- Dataset entries

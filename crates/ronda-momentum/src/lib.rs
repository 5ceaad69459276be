//! Multi-period momentum scoring.
//!
//! The scorer lags each asset by every configured period, turns the lags into
//! simple returns and combines them into one weighted score per asset and row:
//!
//! ```text
//! SCORE = (12·MOM_1 + 4·MOM_3 + 2·MOM_6 + 1·MOM_12) × 0.25
//! ```
//!
//! Only rows where every asset has a score are kept.

#![warn(missing_docs)]
#![warn(missing_debug_implementations)]

pub mod returns;
mod scorer;

pub use returns::{period_return, period_returns};
pub use scorer::{MomentumConfig, MomentumScorer, PeriodWeight};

- Required work
Could you output the records in full, exactly as written?

- Final answer
filename crates/ronda-momentum/src/lib.rs
repository 5ceaad69459276be
//! Multi-period momentum scoring.
//!
//! The scorer lags each asset by every configured period, turns the lags into
//! simple returns and combines them into one weighted score per asset and row:
//!
//! ```text
//! SCORE = (12·MOM_1 + 4·MOM_3 + 2·MOM_6 + 1·MOM_12) × 0.25
//! ```
//!
//! Only rows where every asset has a score are kept.

#![warn(missing_docs)]
#![warn(missing_debug_implementations)]

pub mod returns;
mod scorer;

pub use returns::{period_return, period_returns};
pub use scorer::{MomentumConfig, MomentumScorer, PeriodWeight};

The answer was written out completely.